大正浪漫 斜陽のくちづけ
「会いにきてくれたのか。一人で?」

 鈴木が出ていくと、奥の部屋に通された。

「ええ。しばらく会えなかったので、少し話がしたかったんです」
「あなたのほうから会いに来てくれるとはね。一人で大丈夫だった?」
「ちょっと近所に買い物に行くと言ってきました」

 相楽が破顔する。
 どうやら凛子が帰るのを待ちわびてやってきたと思ったらしく、感激した様子だった。そんな些細なことで喜ぶと思わなかったから意外だったが、切り出しづらくなってしまった。

「あの……仕事中に大丈夫でしたか?」
「こっちの事務所には鈴木と俺しかいない。
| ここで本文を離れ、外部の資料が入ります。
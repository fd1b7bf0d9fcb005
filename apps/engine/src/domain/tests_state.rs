use crate::domain::player::{Player, PlayerId, Role};
use crate::domain::state::{GameState, Phase};

fn lobby_with(humans: u64, bots: u32) -> GameState {
    let mut state = GameState::new("camping", Player::human(1, "host"), true);
    for id in 2..=humans {
        state.add_player(Player::human(id, format!("player-{id}")));
    }
    for _ in 0..bots {
        state.add_bot();
    }
    state
}

#[test]
fn new_session_starts_idle_with_host_joined() {
    let state = lobby_with(1, 0);
    assert_eq!(state.phase, Phase::Idle);
    assert_eq!(state.member_count(), 1);
    assert_eq!(state.host, PlayerId::Human(1));
}

#[test]
fn bots_get_sequential_ids_and_are_ready() {
    let mut state = lobby_with(1, 0);
    assert_eq!(state.add_bot(), PlayerId::Bot(1));
    assert_eq!(state.add_bot(), PlayerId::Bot(2));
    assert!(state
        .players()
        .iter()
        .filter(|p| p.is_bot())
        .all(|p| p.ready_in_lobby && p.role_acked));
}

#[test]
fn all_humans_ready_is_false_without_humans() {
    let mut state = lobby_with(1, 2);
    state.remove_player(PlayerId::Human(1));
    assert!(!state.all_humans_ready());
}

#[test]
fn all_humans_ready_ignores_bots() {
    let mut state = lobby_with(2, 3);
    state.player_mut(PlayerId::Human(1)).unwrap().ready_in_lobby = true;
    assert!(!state.all_humans_ready());
    state.player_mut(PlayerId::Human(2)).unwrap().ready_in_lobby = true;
    assert!(state.all_humans_ready());
}

#[test]
fn earliest_human_respects_join_order() {
    let state = lobby_with(3, 1);
    assert_eq!(
        state.earliest_human(PlayerId::Human(1)),
        Some(PlayerId::Human(2))
    );
}

#[test]
fn reset_for_game_clears_round_fields_and_sets_role() {
    let mut state = lobby_with(2, 1);
    let p = state.player_mut(PlayerId::Human(2)).unwrap();
    p.clue = Some("old".into());
    p.vote_target = Some(PlayerId::Human(1));
    p.alive = false;
    p.reset_for_game(Role::Social);

    let p = state.player(PlayerId::Human(2)).unwrap();
    assert!(p.alive);
    assert_eq!(p.role, Some(Role::Social));
    assert!(p.clue.is_none());
    assert!(p.vote_target.is_none());
    assert!(!p.role_acked);
}

#[test]
fn reset_turn_state_clears_clues_and_turn_bookkeeping() {
    let mut state = lobby_with(2, 0);
    state.player_mut(PlayerId::Human(1)).unwrap().clue = Some("x".into());
    state.turn_order = vec![PlayerId::Human(1), PlayerId::Human(2)];
    state.turn_holder = Some(PlayerId::Human(1));

    state.reset_turn_state();
    assert!(state.players().iter().all(|p| p.clue.is_none()));
    assert!(state.turn_order.is_empty());
    assert!(state.turn_holder.is_none());
}

#[test]
fn impostor_alive_tracks_player_state() {
    let mut state = lobby_with(3, 0);
    state.impostor = Some(PlayerId::Human(2));
    assert!(state.impostor_alive());
    state.player_mut(PlayerId::Human(2)).unwrap().alive = false;
    assert!(!state.impostor_alive());
}

#[test]
fn last_bot_returns_latest_joined() {
    let mut state = lobby_with(1, 2);
    assert_eq!(state.last_bot(), Some(PlayerId::Bot(2)));
    state.remove_player(PlayerId::Bot(2));
    assert_eq!(state.last_bot(), Some(PlayerId::Bot(1)));
    state.remove_player(PlayerId::Bot(1));
    assert_eq!(state.last_bot(), None);
}
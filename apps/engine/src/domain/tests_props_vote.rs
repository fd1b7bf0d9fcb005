use std::collections::BTreeMap;

use proptest::prelude::*;

use crate::domain::player::PlayerId;
use crate::domain::vote::decide_elimination;

fn arb_counts() -> impl Strategy<Value = BTreeMap<PlayerId, u32>> {
    proptest::collection::btree_map(
        (1u64..=10).prop_map(PlayerId::Human),
        1u32..=5,
        0..=6,
    )
}

proptest! {
    /// The eliminated player, when there is one, holds a strictly larger
    /// count than every other target.
    #[test]
    fn eliminated_player_has_unique_maximum(counts in arb_counts()) {
        if let Some(target) = decide_elimination(&counts) {
            let max = counts[&target];
            for (other, count) in &counts {
                if *other != target {
                    prop_assert!(*count < max);
                }
            }
        }
    }

    /// If any two targets share the maximum, nobody is eliminated.
    #[test]
    fn shared_maximum_never_eliminates(counts in arb_counts()) {
        let max = counts.values().copied().max().unwrap_or(0);
        let leaders = counts.values().filter(|c| **c == max).count();
        if leaders > 1 {
            prop_assert_eq!(decide_elimination(&counts), None);
        }
    }

    /// Resolution is a pure function of the tally.
    #[test]
    fn resolution_is_deterministic(counts in arb_counts()) {
        prop_assert_eq!(decide_elimination(&counts), decide_elimination(&counts));
    }
}
use std::fmt::{Display, Formatter, Result as FmtResult};

use serde::Serialize;

use crate::domain::player::{Player, PlayerId};
use crate::domain::secret::Secret;

/// Overall session progression phases.
///
/// Transitions only ever follow Idle→Roles→Turns→(Vote→Turns)*→End.
#[derive(Debug, Clone, Copy, Eq, PartialEq, Serialize)]
pub enum Phase {
    /// In the lobby, before a game starts.
    Idle,
    /// Roles dealt, waiting for acknowledgments.
    Roles,
    /// Sequential clue collection.
    Turns,
    /// Simultaneous voting.
    Vote,
    /// Game over; grace window running.
    End,
}

impl Display for Phase {
    fn fmt(&self, f: &mut Formatter<'_>) -> FmtResult {
        let s = match self {
            Phase::Idle => "idle",
            Phase::Roles => "roles",
            Phase::Turns => "turns",
            Phase::Vote => "vote",
            Phase::End => "end",
        };
        f.write_str(s)
    }
}

/// Complete per-session game state: lobby membership plus the state of the
/// game in progress, if any. Owned by the `Session` behind its lock.
#[derive(Debug)]
pub struct GameState {
    pub name: String,
    pub host: PlayerId,
    pub open: bool,
    pub phase: Phase,
    /// 1-based once the game starts; 0 while in Roles.
    pub round: u32,
    pub impostor: Option<PlayerId>,
    pub secret: Option<Secret>,
    /// The random per-round permutation of alive members, empty outside Turns.
    pub turn_order: Vec<PlayerId>,
    /// Whose clue the engine is currently waiting for.
    pub turn_holder: Option<PlayerId>,
    players: Vec<Player>,
    next_bot_seq: u32,
}

impl GameState {
    pub fn new(name: impl Into<String>, host: Player, open: bool) -> Self {
        let host_id = host.id;
        Self {
            name: name.into(),
            host: host_id,
            open,
            phase: Phase::Idle,
            round: 0,
            impostor: None,
            secret: None,
            turn_order: Vec::new(),
            turn_holder: None,
            players: vec![host],
            next_bot_seq: 0,
        }
    }

    // --- membership ---

    /// Players in join order.
    pub fn players(&self) -> &[Player] {
        &self.players
    }

    pub fn player(&self, id: PlayerId) -> Option<&Player> {
        self.players.iter().find(|p| p.id == id)
    }

    pub fn player_mut(&mut self, id: PlayerId) -> Option<&mut Player> {
        self.players.iter_mut().find(|p| p.id == id)
    }

    pub fn member_count(&self) -> usize {
        self.players.len()
    }

    pub fn add_player(&mut self, player: Player) {
        debug_assert!(self.player(player.id).is_none());
        self.players.push(player);
    }

    /// Add a bot with the next sequence number in this session's namespace.
    pub fn add_bot(&mut self) -> PlayerId {
        self.next_bot_seq += 1;
        let bot = Player::bot(self.next_bot_seq);
        let id = bot.id;
        self.players.push(bot);
        id
    }

    pub fn remove_player(&mut self, id: PlayerId) -> Option<Player> {
        let idx = self.players.iter().position(|p| p.id == id)?;
        Some(self.players.remove(idx))
    }

    /// The latest-joined bot, if any.
    pub fn last_bot(&self) -> Option<PlayerId> {
        self.players.iter().rev().find(|p| p.is_bot()).map(|p| p.id)
    }

    pub fn humans(&self) -> impl Iterator<Item = &Player> {
        self.players.iter().filter(|p| !p.is_bot())
    }

    pub fn alive(&self) -> impl Iterator<Item = &Player> {
        self.players.iter().filter(|p| p.alive)
    }

    pub fn alive_humans(&self) -> impl Iterator<Item = &Player> {
        self.players.iter().filter(|p| p.alive && !p.is_bot())
    }

    pub fn alive_count(&self) -> usize {
        self.alive().count()
    }

    /// Earliest-joined human other than `excluding`, used for host transfer.
    pub fn earliest_human(&self, excluding: PlayerId) -> Option<PlayerId> {
        self.humans()
            .map(|p| p.id)
            .find(|id| *id != excluding)
    }

    // --- readiness ---

    /// All humans pressed ready in the lobby. False when no humans exist:
    /// a session must never start without one.
    pub fn all_humans_ready(&self) -> bool {
        let mut humans = self.humans().peekable();
        humans.peek().is_some() && self.humans().all(|p| p.ready_in_lobby)
    }

    /// All humans acknowledged their role. Vacuously true without humans;
    /// the no-humans case is rejected before roles are ever dealt.
    pub fn all_humans_acked(&self) -> bool {
        self.humans().all(|p| p.role_acked)
    }

    /// Every alive human has a vote on record.
    pub fn all_alive_humans_voted(&self) -> bool {
        self.alive_humans().all(|p| p.vote_target.is_some())
    }

    // --- round-scoped resets ---

    /// Clear clues and the turn bookkeeping at the start of a Turns phase.
    pub fn reset_turn_state(&mut self) {
        for p in &mut self.players {
            p.clue = None;
        }
        self.turn_order.clear();
        self.turn_holder = None;
    }

    /// Clear votes at the start of a Vote phase.
    pub fn reset_vote_state(&mut self) {
        for p in &mut self.players {
            p.vote_target = None;
        }
    }

    pub fn impostor_alive(&self) -> bool {
        self.impostor
            .and_then(|id| self.player(id))
            .is_some_and(|p| p.alive)
    }
}
use std::fmt::{Display, Formatter, Result as FmtResult};

use serde::Serialize;

/// Tagged player identity.
///
/// Humans carry the platform-assigned numeric id; bots carry a per-session
/// sequence number in their own namespace. Bot-ness is never inferred from a
/// numeric range.
#[derive(Debug, Clone, Copy, PartialEq, Eq, Hash, PartialOrd, Ord, Serialize)]
pub enum PlayerId {
    Human(u64),
    Bot(u32),
}

impl PlayerId {
    pub fn is_bot(&self) -> bool {
        matches!(self, PlayerId::Bot(_))
    }

    pub fn is_human(&self) -> bool {
        matches!(self, PlayerId::Human(_))
    }
}

impl Display for PlayerId {
    fn fmt(&self, f: &mut Formatter<'_>) -> FmtResult {
        match self {
            PlayerId::Human(id) => write!(f, "human:{id}"),
            PlayerId::Bot(seq) => write!(f, "bot:{seq}"),
        }
    }
}

#[derive(Debug, Clone, Copy, PartialEq, Eq, Serialize)]
pub enum Role {
    Impostor,
    Social,
}

/// A session member and their round-scoped fields.
#[derive(Debug, Clone)]
pub struct Player {
    pub id: PlayerId,
    pub display: String,
    /// Ready to start, toggled in the lobby. Bots are always ready.
    pub ready_in_lobby: bool,
    /// Saw their role and pressed ready. Bots auto-ack.
    pub role_acked: bool,
    pub role: Option<Role>,
    pub alive: bool,
    /// Clue for the current round, `None` until submitted.
    pub clue: Option<String>,
    /// Vote for the current round, `None` until cast (or after clearing).
    pub vote_target: Option<PlayerId>,
    /// Set when a turn of theirs timed out; informational, not an elimination.
    pub afk: bool,
}

impl Player {
    pub fn human(id: u64, display: impl Into<String>) -> Self {
        Self {
            id: PlayerId::Human(id),
            display: display.into(),
            ready_in_lobby: false,
            role_acked: false,
            role: None,
            alive: true,
            clue: None,
            vote_target: None,
            afk: false,
        }
    }

    pub fn bot(seq: u32) -> Self {
        Self {
            id: PlayerId::Bot(seq),
            display: format!("AAT-Bot #{seq}"),
            ready_in_lobby: true,
            role_acked: true,
            role: None,
            alive: true,
            clue: None,
            vote_target: None,
            afk: false,
        }
    }

    pub fn is_bot(&self) -> bool {
        self.id.is_bot()
    }

    /// Reset everything game-scoped when a fresh game starts.
    pub fn reset_for_game(&mut self, role: Role) {
        self.role = Some(role);
        self.alive = true;
        self.clue = None;
        self.vote_target = None;
        self.afk = false;
        // Bots never have to confirm anything.
        self.role_acked = self.is_bot();
    }
}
がやがや人がいると集中できない性質でね。わざわざ会いにきてくれたのに、仕事などしていられないだろう」

 当然のように凛子を胸に抱きよせる。

「誰か来たらどうするんです」

 必死に分厚い胸を押し返すと、

「婚約者と二人きりでいるのに、入ってくるような気の利かない奴は雇わんさ」

 顎に手をやり、顔を上げられたかと思うと唇が重なった。驚いて顔を背けようとしても、相楽の手がそうはさせまいと頭をおさえた。
 婚約してからというもの、少しでも二人きりになる時間があれば、こうして凛子に触れるようになっていた。一線こそ超えていないものの、どんどん大胆になっているようだった。
 流されそうになった瞬間、セツの顔が頭をよぎった。

「やめて! やめてください」

 自分でも驚くほど、冷たい声だった。さきほど聞いたことが頭から離れない。
 直接聞いて、真実だったら今度こそ自分の心が壊れてしまうと思った。

「浮かない顔だ。どうした?」
「色々考えることがあって……」

 言葉を濁すが、嘘はついてはいない。真実を言ってもいないが。
 相楽がため息をつく。

「婦人には、男にはわからない不安や葛藤があるのかもしれないな……家を出て性も変わる。それに特権階級から庶民に降りるわけだしな」
「そういうことではなくて──」
「ならばなぜ。なにか心配ごとでも? 顔色が悪い」
「…………」
「せっかく来てくれたのに、ご機嫌斜めか」

 相楽の無骨な指が髪をなぜ、悪戯に頭皮に触れる。触れられた部分が熱っぽくなる。

「あ、あの……」

 勇気を出して、切り出そうとすると、

「戻りましたぁ! 羊羹買ってきたので、どうですか?」

 先ほどの青年が戻ってきた。
 どうやら、気を利かせて外出したわけではなかったようだ。

「気の利かない奴がいた……」

 お茶と羊羹を出され、鈴木はいかに相楽が素晴らしい人間であるかを滔々と語っていた。どうやら目下の者からの人徳はあるようだ。
 そうして、二人きりで話す機会を失ってしまった。